Sittenwidrig ins nächste Jahrtausend

■ Ohne Debatte stimmte gestern die Koalition gegen eine Besserstellung von Prostituierten

Bonn (taz) – Prostitution bleibt mindestens bis zur Jahrtausendwende „sittenwidrig“. Dies beschlossen gestern in der letzten Sitzung des Bundestages vor den Wahlen die Abgeordneten von CDU/CSU und FDP. Ohne Debatte stimmten sie die unterschiedlichen Anträge von SPD und Grünen nieder, die auf eine verbesserte zivilrechtliche Stellung der anschaffenden Frauen abzielten. „Schade“, meinte die grüne Abgeordnete Irmingard Schewe-Gerigk. Aber die Christdemokraten hätten wohl Angst vor der Frage gehabt, ob sie nichts Besseres zu tun hätten, als sich für Prostituierte einzusetzen.
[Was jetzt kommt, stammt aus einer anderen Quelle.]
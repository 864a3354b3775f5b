use serde::{Deserialize, Serialize};
use std::fmt;

/// A 2D point in normalized image-fraction space ([0, 1] on both axes)
#[derive(Debug, Clone, Copy, Default, PartialEq, Serialize, Deserialize)]
pub struct NormalizedPoint {
    pub x: f32,
    pub y: f32,
}

impl NormalizedPoint {
    pub fn new(x: f32, y: f32) -> Self {
        Self { x, y }
    }
}

/// A 2D point in integer pixel space
#[derive(Debug, Clone, Copy, Default, PartialEq, Eq, Serialize, Deserialize)]
pub struct PixelPoint {
    pub x: i32,
    pub y: i32,
}

impl PixelPoint {
    pub fn new(x: i32, y: i32) -> Self {
        Self { x, y }
    }
}

/// One detected hand, as produced by the hand landmark model
#[derive(Debug, Clone, Default, PartialEq, Serialize, Deserialize)]
pub struct HandLandmarks {
    pub points: Vec<NormalizedPoint>,
}

impl HandLandmarks {
    pub fn new(points: Vec<NormalizedPoint>) -> Self {
        Self { points }
    }

    pub fn point(&self, index: usize) -> Option<NormalizedPoint> {
        self.points.get(index).copied()
    }

    /// Horizontal flip in normalized space (x -> 1 - x)
    pub fn mirrored(&self) -> Self {
        Self {
            points: self
                .points
                .iter()
                .map(|p| NormalizedPoint::new(1.0 - p.x, p.y))
                .collect(),
        }
    }
}

/// One detected face: its region (when the detector reports one) and the
/// 68-point landmark layout in pixel coordinates.
#[derive(Debug, Clone, Default, PartialEq, Serialize, Deserialize)]
pub struct FaceLandmarks {
    #[serde(default)]
    pub face: Option<Rect>,
    pub points: Vec<PixelPoint>,
}

impl FaceLandmarks {
    pub fn new(points: Vec<PixelPoint>) -> Self {
        Self { face: None, points }
    }

    pub fn point(&self, index: usize) -> Option<PixelPoint> {
        self.points.get(index).copied()
    }

    /// Horizontal flip for a frame `width` pixels wide
    pub fn mirrored(&self, width: u32) -> Self {
        let max_x = width as i32 - 1;
        Self {
            face: self.face.map(|r| Rect::new(width as f32 - r.x - r.width, r.y, r.width, r.height)),
            points: self
                .points
                .iter()
                .map(|p| PixelPoint::new(max_x - p.x, p.y))
                .collect(),
        }
    }
}

#[derive(Debug, Clone, Copy, PartialEq, Serialize, Deserialize)]
pub struct Rect {
    pub x: f32,
    pub y: f32,
    pub width: f32,
    pub height: f32,
}

impl Rect {
    pub fn new(x: f32, y: f32, width: f32, height: f32) -> Self {
        Self { x, y, width, height }
    }
}

/// Swipe direction reported by the gesture classifier
#[derive(Debug, Clone, Copy, PartialEq, Eq, Hash, Serialize, Deserialize)]
pub enum Direction {
    Up,
    Down,
    Left,
    Right,
}

impl Direction {
    pub fn label(&self) -> &'static str {
        match self {
            Direction::Up => "Swipe Up",
            Direction::Down => "Swipe Down",
            Direction::Left => "Swipe Left",
            Direction::Right => "Swipe Right",
        }
    }
}

impl fmt::Display for Direction {
    fn fmt(&self, f: &mut fmt::Formatter<'_>) -> fmt::Result {
        f.write_str(self.label())
    }
}

#[derive(Debug, Clone, Copy, PartialEq, Eq, Hash, Serialize, Deserialize)]
#[serde(rename_all = "lowercase")]
pub enum GazeZone {
    Left,
    Center,
    Right,
}

impl GazeZone {
    pub fn as_str(&self) -> &'static str {
        match self {
            GazeZone::Left => "left",
            GazeZone::Center => "center",
            GazeZone::Right => "right",
        }
    }
}

impl fmt::Display for GazeZone {
    fn fmt(&self, f: &mut fmt::Formatter<'_>) -> fmt::Result {
        f.write_str(self.as_str())
    }
}

/// Result of one gaze tick on a frame where a face was found.
///
/// `Closed` carries no ratio: at least one eye had no measurable region.
#[derive(Debug, Clone, Copy, PartialEq, Serialize, Deserialize)]
#[serde(tag = "state", rename_all = "lowercase")]
pub enum GazeReading {
    Zone { zone: GazeZone, ratio: f32 },
    Closed,
}

impl GazeReading {
    pub fn state(&self) -> &'static str {
        match self {
            GazeReading::Zone { zone, .. } => zone.as_str(),
            GazeReading::Closed => "closed",
        }
    }

    pub fn zone(&self) -> Option<GazeZone> {
        match self {
            GazeReading::Zone { zone, .. } => Some(*zone),
            GazeReading::Closed => None,
        }
    }

    /// Smoothed ratio that produced the zone
    pub fn ratio(&self) -> Option<f32> {
        match self {
            GazeReading::Zone { ratio, .. } => Some(*ratio),
            GazeReading::Closed => None,
        }
    }
}

#[derive(Debug, Clone, PartialEq)]
pub enum PipelineOutput {
    Swipe(Direction),
    Gaze(GazeReading),
}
Über die Abschaffung der im Jahr 1901 festgelegten „Sittenwidrigkeit“ war zuletzt während einer Expertenanhörung des Ausschusses für Familie und Frauen im Januar dieses Jahres öffentlich diskutiert worden. Nach Schätzungen der Polizei gehen in Deutschland 400.000 Frauen der Prostitution nach. Eine Million Männer nehmen ihre Dienstleistungen täglich in Anspruch.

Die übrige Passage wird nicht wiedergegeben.